EXERCISE PROMPT — Type out the records that follow, exactly as given.

DATA FOR THIS TASK —
----

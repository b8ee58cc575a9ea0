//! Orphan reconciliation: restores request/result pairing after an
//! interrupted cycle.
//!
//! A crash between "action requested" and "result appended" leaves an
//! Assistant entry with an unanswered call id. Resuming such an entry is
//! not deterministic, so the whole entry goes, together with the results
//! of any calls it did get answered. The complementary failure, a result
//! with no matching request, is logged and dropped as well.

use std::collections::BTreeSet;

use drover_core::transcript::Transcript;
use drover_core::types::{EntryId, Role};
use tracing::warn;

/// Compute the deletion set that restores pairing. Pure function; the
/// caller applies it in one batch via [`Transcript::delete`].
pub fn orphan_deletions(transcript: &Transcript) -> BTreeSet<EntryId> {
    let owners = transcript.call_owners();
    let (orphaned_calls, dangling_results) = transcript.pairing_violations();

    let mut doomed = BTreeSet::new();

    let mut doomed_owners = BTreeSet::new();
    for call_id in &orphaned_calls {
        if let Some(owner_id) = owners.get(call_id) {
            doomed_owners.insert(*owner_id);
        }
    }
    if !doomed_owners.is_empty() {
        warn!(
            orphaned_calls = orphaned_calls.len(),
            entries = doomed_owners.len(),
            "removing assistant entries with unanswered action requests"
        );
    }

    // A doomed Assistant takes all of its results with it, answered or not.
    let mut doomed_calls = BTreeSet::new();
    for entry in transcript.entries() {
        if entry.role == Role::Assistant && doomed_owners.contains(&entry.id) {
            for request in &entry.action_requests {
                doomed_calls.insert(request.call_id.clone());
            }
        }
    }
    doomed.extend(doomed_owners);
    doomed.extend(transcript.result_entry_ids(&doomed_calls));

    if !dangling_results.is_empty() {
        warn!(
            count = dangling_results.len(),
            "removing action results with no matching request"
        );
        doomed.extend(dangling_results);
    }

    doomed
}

----

EXERCISE SOLUTION —
repository b8ee58cc575a9ea0
//! Orphan reconciliation: restores request/result pairing after an
//! interrupted cycle.
//!
//! A crash between "action requested" and "result appended" leaves an
//! Assistant entry with an unanswered call id. Resuming such an entry is
//! not deterministic, so the whole entry goes, together with the results
//! of any calls it did get answered. The complementary failure, a result
//! with no matching request, is logged and dropped as well.

use std::collections::BTreeSet;

use drover_core::transcript::Transcript;
use drover_core::types::{EntryId, Role};
use tracing::warn;

/// Compute the deletion set that restores pairing. Pure function; the
/// caller applies it in one batch via [`Transcript::delete`].
pub fn orphan_deletions(transcript: &Transcript) -> BTreeSet<EntryId> {
    let owners = transcript.call_owners();
    let (orphaned_calls, dangling_results) = transcript.pairing_violations();

    let mut doomed = BTreeSet::new();

    let mut doomed_owners = BTreeSet::new();
    for call_id in &orphaned_calls {
        if let Some(owner_id) = owners.get(call_id) {
            doomed_owners.insert(*owner_id);
        }
    }
    if !doomed_owners.is_empty() {
        warn!(
            orphaned_calls = orphaned_calls.len(),
            entries = doomed_owners.len(),
            "removing assistant entries with unanswered action requests"
        );
    }

    // A doomed Assistant takes all of its results with it, answered or not.
    let mut doomed_calls = BTreeSet::new();
    for entry in transcript.entries() {
        if entry.role == Role::Assistant && doomed_owners.contains(&entry.id) {
            for request in &entry.action_requests {
                doomed_calls.insert(request.call_id.clone());
            }
        }
    }
    doomed.extend(doomed_owners);
    doomed.extend(transcript.result_entry_ids(&doomed_calls));

    if !dangling_results.is_empty() {
        warn!(
            count = dangling_results.len(),
            "removing action results with no matching request"
        );
        doomed.extend(dangling_results);
    }

    doomed
}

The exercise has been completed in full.